- Relator(a)
- Ministro Sebastião Reis Júnior
- Órgão julgador
- Sexta Turma
- Data do julgamento
- 07/02/2013
- Data de publicação
- 22/02/2013
STJ – Acórdão, Rel. Ministro Sebastião Reis Júnior, Sexta Turma, j. 07/02/2013, p. 22/02/2013
AGRAVO REGIMENTAL EM RECURSO ESPECIAL. PROCESSUAL PENAL. DECISÃO MONOCRÁTICA. PRINCÍPIO DA COLEGIALIDADE. OFENSA. INEXISTÊNCIA. JULGAMENTO CONTRÁRIO À PROVA DOS AUTOS. AFERIÇÃO. INVIABILIDADE. SÚMULA 7/STJ. AFRONTA À SOBERANIA DO JÚRI. NÃO OCORRÊNCIA. 1. É cediço que a decisão unipessoal do recurso especial, tomada quando presente uma das hipóteses elencadas no art. 557 do Código de Processo Civil, não ofende ao princípio da colegialidade. 2. Afirmado pela Corte de origem que a decisão do Júri não encontra respaldo nas provas dos autos, rever a conclusão demandaria incursão ao campo fático-probatório, vedado pela Súmula 7/STJ. 3. A anulação do julgamento não afronta a soberania do Júri, tampouco significa dizer que a decisão condenatória é a única possível.

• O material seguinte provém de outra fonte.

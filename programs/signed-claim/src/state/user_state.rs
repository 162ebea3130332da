use anchor_lang::prelude::*;

use crate::utils::rollover;

#[account]
#[derive(Default)]
pub struct UserState {
    /// Bump seed for PDA derivation
    pub bump: u8,

    /// Set on the first claim
    pub is_initialized: bool,

    /// Lamports released to this user so far
    pub claimed_total: u64,

    /// Day index of the last claim
    pub today: i64,

    /// Claims made during `today`
    pub today_claim_count: u8,
}

impl UserState {
    pub const LEN: usize = 8 + // discriminator
        1 + // bump
        1 + // is_initialized
        8 + // claimed_total
        8 + // today
        1; // today_claim_count

    /// `(today, today_claim_count)` as seen from `today_idx`.
    ///
    /// A record that was just allocated starts on `today_idx` with no claims.
    pub fn current_day_count(&self, today_idx: i64) -> (i64, u8) {
        if !self.is_initialized {
            return (today_idx, 0);
        }
        rollover(today_idx, self.today, self.today_claim_count)
    }

    pub fn claimed_total(&self) -> u64 {
        if self.is_initialized {
            self.claimed_total
        } else {
            0
        }
    }
}

#[cfg(test)]
mod tests {
    use super::*;

    #[test]
    fn test_len_matches_serialized_size() {
        let serialized = UserState::default().try_to_vec().unwrap();
        assert_eq!(serialized.len() + 8, UserState::LEN);
    }

    #[test]
    fn test_uninitialized_record_starts_today() {
        let user = UserState::default();
        assert_eq!(user.current_day_count(19_675), (19_675, 0));
        assert_eq!(user.claimed_total(), 0);
    }

    #[test]
    fn test_count_rolls_over_on_new_day() {
        let user = UserState {
            is_initialized: true,
            claimed_total: 30,
            today: 19_675,
            today_claim_count: 3,
            ..Default::default()
        };
        assert_eq!(user.current_day_count(19_675), (19_675, 3));
        assert_eq!(user.current_day_count(19_680), (19_680, 0));
        assert_eq!(user.claimed_total(), 30);
    }
}
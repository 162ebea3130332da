use anchor_lang::prelude::*;
use anchor_lang::system_program::{self, Transfer};
use solana_program::instruction::Instruction;
use solana_program::sysvar::instructions as sysvar_instructions;

use crate::{
    constants::*,
    ed25519_verification::{load_preceding_instruction, verify_claim_signature},
    errors::ClaimError,
    events::Claimed,
    state::{GlobalState, UserState},
    utils::{day_index, withdrawable_excess},
};

#[derive(Accounts)]
pub struct Claim<'info> {
    #[account(mut)]
    pub payer: Signer<'info>,

    #[account(
        init_if_needed,
        payer = payer,
        space = UserState::LEN,
        seeds = [USER_STATE_SEED, payer.key().as_ref()],
        bump
    )]
    pub user_state: Account<'info, UserState>,

    #[account(
        mut,
        seeds = [GLOBAL_STATE_SEED],
        bump = global_state.bump,
        has_one = vault
    )]
    pub global_state: Account<'info, GlobalState>,

    #[account(
        mut,
        seeds = [VAULT_SEED],
        bump = global_state.vault_bump
    )]
    pub vault: SystemAccount<'info>,

    /// Instructions sysvar, used to read the preceding Ed25519 instruction
    /// CHECK: address constraint
    #[account(address = sysvar_instructions::ID)]
    pub ix_sysvar: AccountInfo<'info>,

    pub system_program: Program<'info, System>,
}

/// Every value a successful claim writes, computed before anything is written.
#[derive(Clone, Copy, Debug, PartialEq, Eq)]
pub struct ClaimPlan {
    pub payout: u64,
    pub claimed_total: u64,
    pub user_today: i64,
    pub today_claim_count: u8,
    pub global_today: i64,
    pub today_total: u64,
}

impl ClaimPlan {
    /// `user_bump` is only recorded when the user record is created by this claim.
    pub fn apply(&self, global_state: &mut GlobalState, user_state: &mut UserState, user_bump: u8) {
        if !user_state.is_initialized {
            user_state.bump = user_bump;
            user_state.is_initialized = true;
        }
        user_state.claimed_total = self.claimed_total;
        user_state.today = self.user_today;
        user_state.today_claim_count = self.today_claim_count;

        global_state.today = self.global_today;
        global_state.today_total = self.today_total;
    }
}

/// Runs the per-user and global limit checks for a verified claim of
/// `cumulative_total` on day `today_idx`, without mutating either record.
pub fn plan_claim(
    global_state: &GlobalState,
    user_state: &UserState,
    cumulative_total: u64,
    today_idx: i64,
) -> Result<ClaimPlan> {
    let (user_today, claim_count) = user_state.current_day_count(today_idx);

    if let Some(limit) = global_state.claim_requests_limit {
        require!(
            claim_count as u16 + 1 <= limit as u16,
            ClaimError::ClaimLimit
        );
    }

    let payout = cumulative_total
        .checked_sub(user_state.claimed_total())
        .filter(|payout| *payout > 0)
        .ok_or(ClaimError::NothingToClaim)?;

    let (global_today, day_total) = global_state.current_day_total(today_idx);
    let today_total = day_total
        .checked_add(payout)
        .ok_or(ClaimError::MathOverflow)?;

    if let Some(allowance) = global_state.remaining_daily_allowance(today_idx) {
        require!(payout <= allowance, ClaimError::ExcessLimit);
    }

    Ok(ClaimPlan {
        payout,
        claimed_total: cumulative_total,
        user_today,
        // only bounded by claim_requests_limit when one is set
        today_claim_count: claim_count.saturating_add(1),
        global_today,
        today_total,
    })
}

/// Every check a claim goes through, in order: pause, signature, limits,
/// vault balance. `load_ed25519_ix` is not called while claims are paused.
/// `vault_available` is the vault balance above its rent-exempt reserve.
pub fn process_claim<F>(
    global_state: &GlobalState,
    user_state: &UserState,
    claimant: &Pubkey,
    now: i64,
    vault_available: u64,
    load_ed25519_ix: F,
) -> Result<ClaimPlan>
where
    F: FnOnce() -> Result<Instruction>,
{
    require!(!global_state.pause, ClaimError::ClaimSuspended);

    let ed25519_ix = load_ed25519_ix()?;
    let message = verify_claim_signature(
        &ed25519_ix,
        &global_state.backend_authority,
        claimant,
        now,
    )?;

    let plan = plan_claim(
        global_state,
        user_state,
        message.cumulative_total,
        day_index(now),
    )?;

    if plan.payout > vault_available {
        msg!("Payout {} exceeds vault balance {} above reserve", plan.payout, vault_available);
        return err!(ClaimError::InsufficientVaultBalance);
    }

    Ok(plan)
}

pub fn claim(ctx: Context<Claim>) -> Result<()> {
    let now = Clock::get()?.unix_timestamp;
    let claimant = ctx.accounts.payer.key();
    let vault_reserve = Rent::get()?.minimum_balance(0);
    let vault_available = withdrawable_excess(ctx.accounts.vault.lamports(), vault_reserve);

    let plan = process_claim(
        &ctx.accounts.global_state,
        &ctx.accounts.user_state,
        &claimant,
        now,
        vault_available,
        || load_preceding_instruction(&ctx.accounts.ix_sysvar),
    )?;

    let vault_bump = [ctx.accounts.global_state.vault_bump];
    let vault_seeds: &[&[&[u8]]] = &[&[VAULT_SEED, &vault_bump]];
    system_program::transfer(
        CpiContext::new_with_signer(
            ctx.accounts.system_program.to_account_info(),
            Transfer {
                from: ctx.accounts.vault.to_account_info(),
                to: ctx.accounts.payer.to_account_info(),
            },
            vault_seeds,
        ),
        plan.payout,
    )?;

    let user_bump = ctx.bumps.user_state;
    let global_state = &mut ctx.accounts.global_state;
    let user_state = &mut ctx.accounts.user_state;
    plan.apply(global_state, user_state, user_bump);

    msg!("Claimed {} lamports, total {}", plan.payout, plan.claimed_total);

    emit!(Claimed {
        claimant,
        payout: plan.payout,
        claimed_total: plan.claimed_total,
        today: plan.user_today,
        today_claim_count: plan.today_claim_count,
        today_total: plan.today_total,
        timestamp: now,
    });

    Ok(())
}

Caso, no novo julgamento popular, em tese, seja outra vez acolhida tese absolutória, não poderá ser o veredicto anulado ao argumento de ser contrária à prova dos autos, nos termos expressos do art. 593, § 3º, do Código de Processo Penal. 4. Agravo regimental improvido. (AgRg no REsp n. 1.230.511/AC, relator Ministro Sebastião Reis Júnior, Sexta Turma, julgado em 7/2/2013, DJe de 22/2/2013.)